# Extracted data:
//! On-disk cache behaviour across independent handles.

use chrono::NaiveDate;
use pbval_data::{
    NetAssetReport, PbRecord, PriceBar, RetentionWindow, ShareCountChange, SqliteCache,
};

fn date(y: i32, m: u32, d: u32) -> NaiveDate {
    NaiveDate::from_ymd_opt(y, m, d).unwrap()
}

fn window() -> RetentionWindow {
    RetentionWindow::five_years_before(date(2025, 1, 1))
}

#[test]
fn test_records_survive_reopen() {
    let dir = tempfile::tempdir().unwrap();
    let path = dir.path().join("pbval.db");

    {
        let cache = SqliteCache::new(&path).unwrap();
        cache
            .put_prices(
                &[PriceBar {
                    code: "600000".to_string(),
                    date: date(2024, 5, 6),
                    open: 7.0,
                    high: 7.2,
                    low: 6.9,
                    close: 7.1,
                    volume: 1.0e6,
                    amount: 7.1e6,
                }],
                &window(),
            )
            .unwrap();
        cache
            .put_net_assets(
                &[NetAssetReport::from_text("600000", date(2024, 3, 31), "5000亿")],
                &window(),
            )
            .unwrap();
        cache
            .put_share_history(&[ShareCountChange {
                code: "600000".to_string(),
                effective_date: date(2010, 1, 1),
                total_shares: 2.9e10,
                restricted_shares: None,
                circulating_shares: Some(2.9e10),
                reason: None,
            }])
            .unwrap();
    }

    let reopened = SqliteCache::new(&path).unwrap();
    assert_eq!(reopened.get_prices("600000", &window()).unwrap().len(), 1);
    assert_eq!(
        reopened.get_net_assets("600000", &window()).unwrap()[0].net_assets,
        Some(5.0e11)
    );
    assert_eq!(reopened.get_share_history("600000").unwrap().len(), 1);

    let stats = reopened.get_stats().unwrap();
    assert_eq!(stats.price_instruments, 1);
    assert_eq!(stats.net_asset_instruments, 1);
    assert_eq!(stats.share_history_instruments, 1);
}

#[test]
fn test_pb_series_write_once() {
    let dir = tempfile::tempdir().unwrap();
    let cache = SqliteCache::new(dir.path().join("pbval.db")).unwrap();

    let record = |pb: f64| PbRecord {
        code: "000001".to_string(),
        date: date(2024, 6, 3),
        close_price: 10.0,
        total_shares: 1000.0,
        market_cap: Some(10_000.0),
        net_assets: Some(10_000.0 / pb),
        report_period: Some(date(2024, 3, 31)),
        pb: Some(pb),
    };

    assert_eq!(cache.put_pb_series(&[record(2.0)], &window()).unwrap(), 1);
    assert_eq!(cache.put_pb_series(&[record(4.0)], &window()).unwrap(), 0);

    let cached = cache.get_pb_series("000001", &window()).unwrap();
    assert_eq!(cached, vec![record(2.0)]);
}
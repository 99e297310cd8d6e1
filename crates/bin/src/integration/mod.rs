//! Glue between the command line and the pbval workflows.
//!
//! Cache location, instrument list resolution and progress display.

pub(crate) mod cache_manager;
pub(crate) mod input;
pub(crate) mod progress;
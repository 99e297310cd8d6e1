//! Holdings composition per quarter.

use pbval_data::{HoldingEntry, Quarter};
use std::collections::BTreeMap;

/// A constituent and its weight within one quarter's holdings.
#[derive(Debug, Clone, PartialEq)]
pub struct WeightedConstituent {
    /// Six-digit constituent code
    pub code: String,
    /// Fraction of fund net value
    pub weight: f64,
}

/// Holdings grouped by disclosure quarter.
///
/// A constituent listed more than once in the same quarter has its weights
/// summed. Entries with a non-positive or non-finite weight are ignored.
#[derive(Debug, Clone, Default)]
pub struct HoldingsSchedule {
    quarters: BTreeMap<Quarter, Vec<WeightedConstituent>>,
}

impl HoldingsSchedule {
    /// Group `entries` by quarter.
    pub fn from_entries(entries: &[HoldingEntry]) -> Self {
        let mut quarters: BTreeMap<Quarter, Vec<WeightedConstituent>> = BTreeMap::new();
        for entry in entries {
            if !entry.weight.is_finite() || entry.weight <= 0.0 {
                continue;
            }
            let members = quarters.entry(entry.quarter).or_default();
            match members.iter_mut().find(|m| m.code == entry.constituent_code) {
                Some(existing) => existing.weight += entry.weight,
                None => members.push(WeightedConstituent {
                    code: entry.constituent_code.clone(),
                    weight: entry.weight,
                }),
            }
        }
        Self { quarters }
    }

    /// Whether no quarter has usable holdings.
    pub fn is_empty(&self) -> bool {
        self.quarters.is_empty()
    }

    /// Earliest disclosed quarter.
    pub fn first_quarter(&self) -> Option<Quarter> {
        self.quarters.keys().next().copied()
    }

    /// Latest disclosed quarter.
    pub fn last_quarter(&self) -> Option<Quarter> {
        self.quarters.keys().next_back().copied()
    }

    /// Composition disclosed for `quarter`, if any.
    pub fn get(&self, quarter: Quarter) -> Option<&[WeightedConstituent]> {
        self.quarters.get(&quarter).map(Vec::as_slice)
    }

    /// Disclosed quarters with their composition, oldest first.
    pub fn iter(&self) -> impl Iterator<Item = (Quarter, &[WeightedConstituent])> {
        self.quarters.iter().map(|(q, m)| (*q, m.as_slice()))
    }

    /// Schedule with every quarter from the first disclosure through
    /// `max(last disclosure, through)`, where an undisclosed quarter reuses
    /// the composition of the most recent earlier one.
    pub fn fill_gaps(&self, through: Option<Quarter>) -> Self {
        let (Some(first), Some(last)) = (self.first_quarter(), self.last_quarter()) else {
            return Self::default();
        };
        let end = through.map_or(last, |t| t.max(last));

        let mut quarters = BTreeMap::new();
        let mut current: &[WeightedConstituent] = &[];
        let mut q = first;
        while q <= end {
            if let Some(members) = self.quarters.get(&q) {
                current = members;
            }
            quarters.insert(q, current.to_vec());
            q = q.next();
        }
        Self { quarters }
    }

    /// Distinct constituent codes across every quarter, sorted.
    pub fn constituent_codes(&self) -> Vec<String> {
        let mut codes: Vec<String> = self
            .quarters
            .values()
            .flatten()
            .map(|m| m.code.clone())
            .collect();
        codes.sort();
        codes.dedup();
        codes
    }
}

---

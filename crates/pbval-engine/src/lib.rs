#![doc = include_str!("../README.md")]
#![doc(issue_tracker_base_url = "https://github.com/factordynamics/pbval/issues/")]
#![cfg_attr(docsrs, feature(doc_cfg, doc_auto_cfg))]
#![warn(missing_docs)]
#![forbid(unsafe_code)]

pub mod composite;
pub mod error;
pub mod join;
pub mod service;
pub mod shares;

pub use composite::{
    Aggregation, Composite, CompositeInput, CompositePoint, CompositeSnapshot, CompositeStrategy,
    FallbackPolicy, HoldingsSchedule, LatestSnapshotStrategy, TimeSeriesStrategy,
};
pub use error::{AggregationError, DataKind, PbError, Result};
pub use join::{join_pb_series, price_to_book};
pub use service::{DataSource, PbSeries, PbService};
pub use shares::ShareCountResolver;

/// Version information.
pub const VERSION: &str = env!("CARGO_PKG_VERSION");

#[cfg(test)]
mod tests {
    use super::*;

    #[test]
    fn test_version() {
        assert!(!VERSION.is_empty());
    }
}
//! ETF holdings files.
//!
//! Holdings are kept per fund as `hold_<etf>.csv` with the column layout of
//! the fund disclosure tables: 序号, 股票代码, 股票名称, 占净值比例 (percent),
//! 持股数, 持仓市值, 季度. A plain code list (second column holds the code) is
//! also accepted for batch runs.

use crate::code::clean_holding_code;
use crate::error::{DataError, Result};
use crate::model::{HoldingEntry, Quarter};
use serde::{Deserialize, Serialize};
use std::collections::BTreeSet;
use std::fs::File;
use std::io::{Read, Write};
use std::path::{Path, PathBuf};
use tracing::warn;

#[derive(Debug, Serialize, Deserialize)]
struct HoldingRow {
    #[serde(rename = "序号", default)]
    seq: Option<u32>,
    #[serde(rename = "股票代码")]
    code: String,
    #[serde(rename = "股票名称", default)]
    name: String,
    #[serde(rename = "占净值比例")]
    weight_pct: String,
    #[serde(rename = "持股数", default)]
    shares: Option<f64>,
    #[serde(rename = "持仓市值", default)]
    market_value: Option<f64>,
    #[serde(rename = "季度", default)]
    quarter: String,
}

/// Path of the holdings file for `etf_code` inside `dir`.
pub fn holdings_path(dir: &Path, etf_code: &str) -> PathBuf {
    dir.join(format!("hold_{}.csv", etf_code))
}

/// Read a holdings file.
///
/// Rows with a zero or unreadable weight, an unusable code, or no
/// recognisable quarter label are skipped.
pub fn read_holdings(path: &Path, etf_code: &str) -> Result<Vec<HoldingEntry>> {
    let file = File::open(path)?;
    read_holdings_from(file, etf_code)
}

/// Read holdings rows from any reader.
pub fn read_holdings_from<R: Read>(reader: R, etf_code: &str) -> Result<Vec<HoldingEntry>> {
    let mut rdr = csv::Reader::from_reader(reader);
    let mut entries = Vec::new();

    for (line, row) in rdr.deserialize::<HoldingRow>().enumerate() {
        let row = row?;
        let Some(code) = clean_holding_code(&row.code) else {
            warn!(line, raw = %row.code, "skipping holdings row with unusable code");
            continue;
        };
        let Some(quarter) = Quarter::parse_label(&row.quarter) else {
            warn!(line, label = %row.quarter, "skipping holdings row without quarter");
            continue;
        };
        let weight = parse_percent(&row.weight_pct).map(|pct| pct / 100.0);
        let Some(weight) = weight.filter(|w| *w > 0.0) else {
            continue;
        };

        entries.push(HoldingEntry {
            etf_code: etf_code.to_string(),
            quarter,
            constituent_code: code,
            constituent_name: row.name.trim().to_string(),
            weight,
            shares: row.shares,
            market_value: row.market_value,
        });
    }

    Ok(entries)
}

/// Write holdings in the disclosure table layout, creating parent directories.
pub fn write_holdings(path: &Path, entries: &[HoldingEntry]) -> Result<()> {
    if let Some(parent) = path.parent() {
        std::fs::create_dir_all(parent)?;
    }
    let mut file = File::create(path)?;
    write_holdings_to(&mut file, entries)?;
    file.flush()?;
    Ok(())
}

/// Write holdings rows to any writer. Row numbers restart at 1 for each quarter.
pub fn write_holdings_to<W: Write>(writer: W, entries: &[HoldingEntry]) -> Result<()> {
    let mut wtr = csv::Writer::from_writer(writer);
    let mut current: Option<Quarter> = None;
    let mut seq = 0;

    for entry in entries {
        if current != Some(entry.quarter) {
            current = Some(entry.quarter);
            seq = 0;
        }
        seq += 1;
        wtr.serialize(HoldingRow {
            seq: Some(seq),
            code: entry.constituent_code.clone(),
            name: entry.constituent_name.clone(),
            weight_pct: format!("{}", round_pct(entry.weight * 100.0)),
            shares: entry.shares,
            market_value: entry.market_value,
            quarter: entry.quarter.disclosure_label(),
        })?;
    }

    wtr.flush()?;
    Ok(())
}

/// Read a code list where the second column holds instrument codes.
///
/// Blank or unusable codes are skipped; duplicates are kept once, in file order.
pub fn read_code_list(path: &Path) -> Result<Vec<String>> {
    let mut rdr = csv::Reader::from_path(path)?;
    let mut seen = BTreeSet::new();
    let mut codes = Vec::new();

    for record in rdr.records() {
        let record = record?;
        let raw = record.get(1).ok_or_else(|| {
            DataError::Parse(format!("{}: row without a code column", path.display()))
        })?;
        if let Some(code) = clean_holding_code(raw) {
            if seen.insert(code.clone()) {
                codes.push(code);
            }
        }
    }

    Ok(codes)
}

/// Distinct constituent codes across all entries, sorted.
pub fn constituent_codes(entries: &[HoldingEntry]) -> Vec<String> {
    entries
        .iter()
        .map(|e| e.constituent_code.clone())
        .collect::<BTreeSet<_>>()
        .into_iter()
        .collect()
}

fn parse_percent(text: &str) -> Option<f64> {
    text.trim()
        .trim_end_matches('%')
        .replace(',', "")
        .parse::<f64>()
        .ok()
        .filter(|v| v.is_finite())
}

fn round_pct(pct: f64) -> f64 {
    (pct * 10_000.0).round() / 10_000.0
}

==

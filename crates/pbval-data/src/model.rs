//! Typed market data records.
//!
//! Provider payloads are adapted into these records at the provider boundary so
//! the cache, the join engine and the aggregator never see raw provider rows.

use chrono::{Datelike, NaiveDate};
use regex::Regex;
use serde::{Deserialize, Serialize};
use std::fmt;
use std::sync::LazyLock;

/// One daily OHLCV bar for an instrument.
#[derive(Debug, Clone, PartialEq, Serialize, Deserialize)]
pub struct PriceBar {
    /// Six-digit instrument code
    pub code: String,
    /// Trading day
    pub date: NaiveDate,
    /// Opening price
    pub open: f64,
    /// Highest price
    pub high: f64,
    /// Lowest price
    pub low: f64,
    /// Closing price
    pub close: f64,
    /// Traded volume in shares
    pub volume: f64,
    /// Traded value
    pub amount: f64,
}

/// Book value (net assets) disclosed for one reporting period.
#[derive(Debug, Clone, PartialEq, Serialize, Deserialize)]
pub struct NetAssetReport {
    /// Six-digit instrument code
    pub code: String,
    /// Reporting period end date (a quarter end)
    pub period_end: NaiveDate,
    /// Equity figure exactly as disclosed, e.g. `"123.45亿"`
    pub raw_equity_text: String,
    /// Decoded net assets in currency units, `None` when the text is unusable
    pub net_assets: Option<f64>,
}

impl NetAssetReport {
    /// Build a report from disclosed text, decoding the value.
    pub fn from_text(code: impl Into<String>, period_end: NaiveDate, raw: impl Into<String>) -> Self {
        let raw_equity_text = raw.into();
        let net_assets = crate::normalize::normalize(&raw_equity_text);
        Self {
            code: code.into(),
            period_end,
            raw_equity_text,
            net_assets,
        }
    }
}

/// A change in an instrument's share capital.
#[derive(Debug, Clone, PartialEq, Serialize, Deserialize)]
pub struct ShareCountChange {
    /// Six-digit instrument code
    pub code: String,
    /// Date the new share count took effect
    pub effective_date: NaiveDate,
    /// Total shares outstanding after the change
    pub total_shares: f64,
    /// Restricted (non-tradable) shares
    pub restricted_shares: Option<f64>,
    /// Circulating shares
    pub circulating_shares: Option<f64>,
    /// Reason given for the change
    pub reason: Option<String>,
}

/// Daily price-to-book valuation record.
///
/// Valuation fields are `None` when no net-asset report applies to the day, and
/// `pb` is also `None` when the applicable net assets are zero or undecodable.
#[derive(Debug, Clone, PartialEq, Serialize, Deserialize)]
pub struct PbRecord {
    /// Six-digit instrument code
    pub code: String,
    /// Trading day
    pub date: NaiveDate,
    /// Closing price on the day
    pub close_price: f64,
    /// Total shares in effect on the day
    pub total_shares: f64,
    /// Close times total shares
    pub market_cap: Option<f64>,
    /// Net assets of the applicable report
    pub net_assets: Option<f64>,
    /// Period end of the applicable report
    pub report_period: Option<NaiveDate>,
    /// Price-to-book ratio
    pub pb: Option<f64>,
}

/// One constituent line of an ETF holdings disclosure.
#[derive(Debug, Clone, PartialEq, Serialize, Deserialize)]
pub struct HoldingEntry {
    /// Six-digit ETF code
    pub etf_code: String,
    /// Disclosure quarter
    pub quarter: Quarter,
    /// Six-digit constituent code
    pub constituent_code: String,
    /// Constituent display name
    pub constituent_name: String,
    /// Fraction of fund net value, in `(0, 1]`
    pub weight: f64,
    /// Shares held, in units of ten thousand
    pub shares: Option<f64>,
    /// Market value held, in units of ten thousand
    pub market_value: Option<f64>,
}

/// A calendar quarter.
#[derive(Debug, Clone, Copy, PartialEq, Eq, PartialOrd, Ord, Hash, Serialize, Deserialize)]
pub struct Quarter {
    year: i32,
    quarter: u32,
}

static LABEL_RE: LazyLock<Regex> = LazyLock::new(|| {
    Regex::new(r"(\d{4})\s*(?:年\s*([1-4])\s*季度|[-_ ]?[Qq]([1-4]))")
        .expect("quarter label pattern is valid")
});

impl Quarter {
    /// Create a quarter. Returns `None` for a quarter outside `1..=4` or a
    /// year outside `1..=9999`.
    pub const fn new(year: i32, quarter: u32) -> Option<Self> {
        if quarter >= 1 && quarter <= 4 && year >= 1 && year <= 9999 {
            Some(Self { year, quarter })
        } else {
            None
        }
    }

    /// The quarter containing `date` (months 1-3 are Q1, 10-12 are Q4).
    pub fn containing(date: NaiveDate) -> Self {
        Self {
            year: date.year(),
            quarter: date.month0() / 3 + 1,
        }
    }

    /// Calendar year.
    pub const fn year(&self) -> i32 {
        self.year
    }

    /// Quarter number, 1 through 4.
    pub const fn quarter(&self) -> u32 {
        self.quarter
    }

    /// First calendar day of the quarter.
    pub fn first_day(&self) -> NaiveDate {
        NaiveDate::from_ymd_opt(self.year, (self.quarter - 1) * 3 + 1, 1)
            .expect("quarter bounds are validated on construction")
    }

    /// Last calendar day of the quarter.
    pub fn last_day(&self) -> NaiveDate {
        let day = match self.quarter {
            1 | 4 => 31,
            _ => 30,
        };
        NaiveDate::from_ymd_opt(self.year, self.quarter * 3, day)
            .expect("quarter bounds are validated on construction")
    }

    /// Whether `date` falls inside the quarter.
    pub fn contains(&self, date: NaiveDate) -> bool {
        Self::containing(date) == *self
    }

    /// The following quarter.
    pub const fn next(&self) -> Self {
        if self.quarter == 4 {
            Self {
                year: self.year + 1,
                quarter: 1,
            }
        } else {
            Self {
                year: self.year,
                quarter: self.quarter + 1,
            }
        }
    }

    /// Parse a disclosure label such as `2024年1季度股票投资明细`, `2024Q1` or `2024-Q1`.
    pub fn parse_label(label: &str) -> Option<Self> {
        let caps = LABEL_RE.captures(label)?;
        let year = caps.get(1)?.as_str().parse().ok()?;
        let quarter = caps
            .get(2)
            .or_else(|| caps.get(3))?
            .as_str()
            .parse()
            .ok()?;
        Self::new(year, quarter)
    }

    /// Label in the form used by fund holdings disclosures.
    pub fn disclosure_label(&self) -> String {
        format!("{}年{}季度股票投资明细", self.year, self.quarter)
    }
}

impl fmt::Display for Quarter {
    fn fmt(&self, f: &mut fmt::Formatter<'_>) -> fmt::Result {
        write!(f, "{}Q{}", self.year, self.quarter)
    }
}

# Exercise goal:
Within the data above, the span starting at the line containing "across independent handles." and ending at the line containing "fn window() ->" is to be retyped exactly, with no other lines.

# Answer to this problem:
//! On-disk cache behaviour across independent handles.

use chrono::NaiveDate;
use pbval_data::{
    NetAssetReport, PbRecord, PriceBar, RetentionWindow, ShareCountChange, SqliteCache,
};

fn date(y: i32, m: u32, d: u32) -> NaiveDate {
    NaiveDate::from_ymd_opt(y, m, d).unwrap()
}

fn window() -> RetentionWindow {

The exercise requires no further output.